Congress will get to the bottom of this!
Our legislators and their priorities. Always a study in contrast.
Some things are worthy of full scale investigation.
And some things -- like the politicization of intelligence leading up to a war -- just aren't.
Some things are worthy of full scale investigation.
Meanwhile, Representative Joe Barton, Republican of Texas and chairman of the House Energy and Commerce Committee, repeatedly warned during a hearing Thursday that his panel would also issue subpoenas if necessary to Bud Selig, the commissioner of Major League Baseball, and Paul Tagliabue, the commissioner of the National Football League, for a probable future hearing on their steroids policies.
Selig and Tagliabue declined invitations to appear at the hearing.
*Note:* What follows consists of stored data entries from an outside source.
//! Routed event identities, arguments and the built-in events.

use std::sync::Arc;

use super::input::{CharEvent, KeyEvent, PointerEvent};
use crate::tree::{ElementId, ElementTree};

/// How an event travels through the tree.
#[derive(Debug, Clone, Copy, PartialEq, Eq, Hash)]
pub enum RoutingStrategy {
    /// Only the target sees it.
    Direct,
    /// Target first, then each parent up to the root.
    Bubble,
    /// Root first, down to the target.
    Tunnel,
}

/// Identity of a routed event. Two events are the same if their owner and
/// name match.
#[derive(Debug, Clone, Copy, PartialEq, Eq, Hash)]
pub struct RoutedEvent {
    pub owner: &'static str,
    pub name: &'static str,
    pub strategy: RoutingStrategy,
}

impl RoutedEvent {
    pub const fn new(owner: &'static str, name: &'static str, strategy: RoutingStrategy) -> Self {
        Self {
            owner,
            name,
            strategy,
        }
    }
}

impl std::fmt::Display for RoutedEvent {
    fn fmt(&self, f: &mut std::fmt::Formatter<'_>) -> std::fmt::Result {
        write!(f, "{}.{}", self.owner, self.name)
    }
}

// ---------------------------------------------------------------------------
// Built-in events
// ---------------------------------------------------------------------------

const UI: &str = "UIElement";

pub const PREVIEW_POINTER_DOWN: RoutedEvent =
    RoutedEvent::new(UI, "PreviewPointerDown", RoutingStrategy::Tunnel);
pub const POINTER_DOWN: RoutedEvent = RoutedEvent::new(UI, "PointerDown", RoutingStrategy::Bubble);
pub const POINTER_UP: RoutedEvent = RoutedEvent::new(UI, "PointerUp", RoutingStrategy::Bubble);
pub const POINTER_MOVE: RoutedEvent = RoutedEvent::new(UI, "PointerMove", RoutingStrategy::Bubble);
pub const POINTER_WHEEL: RoutedEvent = RoutedEvent::new(UI, "PointerWheel", RoutingStrategy::Bubble);
pub const POINTER_ENTER: RoutedEvent = RoutedEvent::new(UI, "PointerEnter", RoutingStrategy::Direct);
pub const POINTER_LEAVE: RoutedEvent = RoutedEvent::new(UI, "PointerLeave", RoutingStrategy::Direct);
pub const LOST_POINTER_CAPTURE: RoutedEvent =
    RoutedEvent::new(UI, "LostPointerCapture", RoutingStrategy::Direct);
pub const PREVIEW_KEY_DOWN: RoutedEvent = RoutedEvent::new(UI, "PreviewKeyDown", RoutingStrategy::Tunnel);
pub const KEY_DOWN: RoutedEvent = RoutedEvent::new(UI, "KeyDown", RoutingStrategy::Bubble);
pub const KEY_UP: RoutedEvent = RoutedEvent::new(UI, "KeyUp", RoutingStrategy::Bubble);
pub const TEXT_INPUT: RoutedEvent = RoutedEvent::new(UI, "TextInput", RoutingStrategy::Bubble);
pub const GOT_FOCUS: RoutedEvent = RoutedEvent::new(UI, "GotFocus", RoutingStrategy::Bubble);
pub const LOST_FOCUS: RoutedEvent = RoutedEvent::new(UI, "LostFocus", RoutingStrategy::Bubble);

// ---------------------------------------------------------------------------
// Arguments
// ---------------------------------------------------------------------------

/// Event payload.
#[derive(Debug, Clone, PartialEq, Default)]
pub enum EventData {
    #[default]
    None,
    Pointer(PointerEvent),
    Key(KeyEvent),
    Char(CharEvent),
    Focus {
        old: Option<ElementId>,
        new: Option<ElementId>,
    },
    Capture {
        pointer_id: u32,
    },
}

/// Arguments passed to every handler along a route.
#[derive(Debug, Clone)]
pub struct RoutedEventArgs {
    pub event: RoutedEvent,
    /// The element whose handlers are running.
    pub source: ElementId,
    /// The element the event was raised on.
    pub original_source: ElementId,
    /// Set by a handler to stop the route.
    pub handled: bool,
    pub data: EventData,
}

impl RoutedEventArgs {
    pub fn new(event: RoutedEvent, target: ElementId, data: EventData) -> Self {
        Self {
            event,
            source: target,
            original_source: target,
            handled: false,
            data,
        }
    }

    /// Pointer payload, if any.
    pub fn pointer(&self) -> Option<&PointerEvent> {
        match &self.data {
            EventData::Pointer(p) => Some(p),
            _ => None,
        }
    }

    /// Key payload, if any.
    pub fn key(&self) -> Option<&KeyEvent> {
        match &self.data {
            EventData::Key(k) => Some(k),
            _ => None,
        }
    }
}

/// A routed-event handler. Handlers get the whole tree, so they can change
/// properties, restructure and queue input requests.
pub type Handler = Arc<dyn Fn(&mut ElementTree, &mut RoutedEventArgs) + Send + Sync>;

/// Work a handler asks the input manager to do once routing finishes.
#[derive(Debug, Clone, Copy, PartialEq, Eq)]
pub enum InputRequest {
    Capture { element: ElementId, pointer_id: u32 },
    Release { element: ElementId, pointer_id: u32 },
    Focus(ElementId),
}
"Take that word back to them," Barton told two sports executives who appeared in place of the commissioners. "We'll do it the easy way or the hard way."
And some things -- like the politicization of intelligence leading up to a war -- just aren't.
Today, Pat Roberts, the Senate intelligence committee chairman, told everyone not to bother. "It's basically on the back burner," Roberts said after a speech on intelligence reform at the Woodrow Wilson Center. "The bottom line is that [the administration] believed the intelligence, and the intelligence was wrong." Some might dispute that characterization, as former CIA Director George Tenet did last year when he told the Senate Armed Services Committee--on which Roberts also serves--that "when I believed that somebody was misconstruing intelligence, I said something about it."